Lea and Spears admit that the comprehensive analysis of CMC is not currently possible. In my opinion, it never will be. Currently limited by the "paucity of available data" (199), the very nature of CMC will always pose problems for researchers. Most people are not going to knowingly allow access to their personal correspondences, in any format. It is easier to study group interaction, but how does one study CMC at the one-on-one level? First of all, most CMC data is from organizational studies. Furthermore, it is only a very few studies that have focused on organizational CMC for social and recreational purposes. These include Ord (1989) and Finholt & Sproull (1990). A very few ethnographies of network communities formed in bulletin boards exist. Reid's 1991 thesis, Electropolis: Communication and Community on Internet Relay Chat, was unable for review, but appears to be a promising ethnography.

3. Invisible Friends and Lovers: Can CMC Support Real Personal Relationships?

"How does anyone find friends? " Howard Rheingold asks this question in The Virtual Community: Homesteading on the Electronic Frontier (1993). Rheingold sees CMC as offering a chance to "magnify" your chances of finding a peer group-and friends. Rheingold uses his own personal experience to exemplify this phenomena. The Virtual Community includes Rheingold's account of his time on the WELL (Whole Earth 'Lectronic Link) -- an electronic bulletin-board system, the types of communication which occurred there, the people he met-who helped him and whom he helped. Writing of his daughter, who grew up seeing her father sitting in front of a computer screen at night, he says:
My seven-year old daughter knows that her father congregates with a family of invisible friends who seem to gather in his computer. Sometimes he talks to them, even if nobody else can see them. And she knows that these invisible friends sometimes show up in the flesh, materializing from the next block or the other side of the planet (1).
Rheingold describes an "emotional attachment" to his "invisible friends," an attachment that he shares with millions of people participating in "virtual communities." He describes finding the WELL as discovering a "cozy little world that had been flourishing without me, hidden within the walls of my house." Rheingold writes: "...I learned quickly that people can feel passionately about e-mail and computer conferences. I've become one of them. I care about these people I met through my computer..." (1).

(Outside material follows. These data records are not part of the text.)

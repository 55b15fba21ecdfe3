use serde::{Deserialize, Serialize};
use std::time::Duration;

use crate::error::ConfigurationError;

/// Timing of the startup and monitoring protocol.
#[derive(Debug, Clone, Serialize, Deserialize)]
pub struct OrchestratorConfig {
    /// Interval between health probes during startup
    #[serde(default = "default_poll_interval_ms")]
    pub poll_interval_ms: u64,
    /// Bound on a single health probe
    #[serde(default = "default_attempt_timeout_ms")]
    pub attempt_timeout_ms: u64,
    /// Deadline for each startup phase (beacons, dependents)
    #[serde(default = "default_startup_timeout_ms")]
    pub startup_timeout_ms: u64,
    /// Interval between background health probes once the network is up
    #[serde(default = "default_monitor_interval_ms")]
    pub monitor_interval_ms: u64,
}

fn default_poll_interval_ms() -> u64 {
    1_000
}

fn default_attempt_timeout_ms() -> u64 {
    5_000
}

fn default_startup_timeout_ms() -> u64 {
    300_000
}

fn default_monitor_interval_ms() -> u64 {
    5_000
}

impl Default for OrchestratorConfig {
    fn default() -> Self {
        Self {
            poll_interval_ms: default_poll_interval_ms(),
            attempt_timeout_ms: default_attempt_timeout_ms(),
            startup_timeout_ms: default_startup_timeout_ms(),
            monitor_interval_ms: default_monitor_interval_ms(),
        }
    }
}

impl OrchestratorConfig {
    /// Every interval and timeout must be non-zero; a zero period cannot drive a ticker.
    pub fn validate(&self) -> Result<(), ConfigurationError> {
        let settings = [
            ("poll_interval_ms", self.poll_interval_ms),
            ("attempt_timeout_ms", self.attempt_timeout_ms),
            ("startup_timeout_ms", self.startup_timeout_ms),
            ("monitor_interval_ms", self.monitor_interval_ms),
        ];

        match settings.into_iter().find(|(_, value)| *value == 0) {
            Some((field, _)) => Err(ConfigurationError::ZeroDuration { field }),
            None => Ok(()),
        }
    }

    pub fn poll_interval(&self) -> Duration {
        Duration::from_millis(self.poll_interval_ms)
    }

    pub fn attempt_timeout(&self) -> Duration {
        Duration::from_millis(self.attempt_timeout_ms)
    }

    pub fn startup_timeout(&self) -> Duration {
        Duration::from_millis(self.startup_timeout_ms)
    }

    pub fn monitor_interval(&self) -> Duration {
        Duration::from_millis(self.monitor_interval_ms)
    }
}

Rheingold's activities on the WELL included participating in a Parenting Conference, giving information and emotional support to a friend who just learned his son was diagnosed with leukemia. Another family's emotional trials were described via the WELL:

Sitting in front of our computers with our hearts racing and tears in our eyes, in Tokyo and Sacramento and Austin, we read about Lillie's croup, her tracheotomy, the days and nights at Massachusetts General Hospital, and now the vigil over Lillie's breathing and the watchful attention to the mechanical apparatus that kept her alive... (19)
The father of Lillie described above, Jay, wrote of his WELL experience, describing it as one of "solace" and "support": "Any difficulty is harder to bear in isolation. There is nothing to measure against, to lean against. Typing out my journal entries into the computer and over the phone lines, I found fellowship and comfort in this unlikely medium" (Rheingold, 20).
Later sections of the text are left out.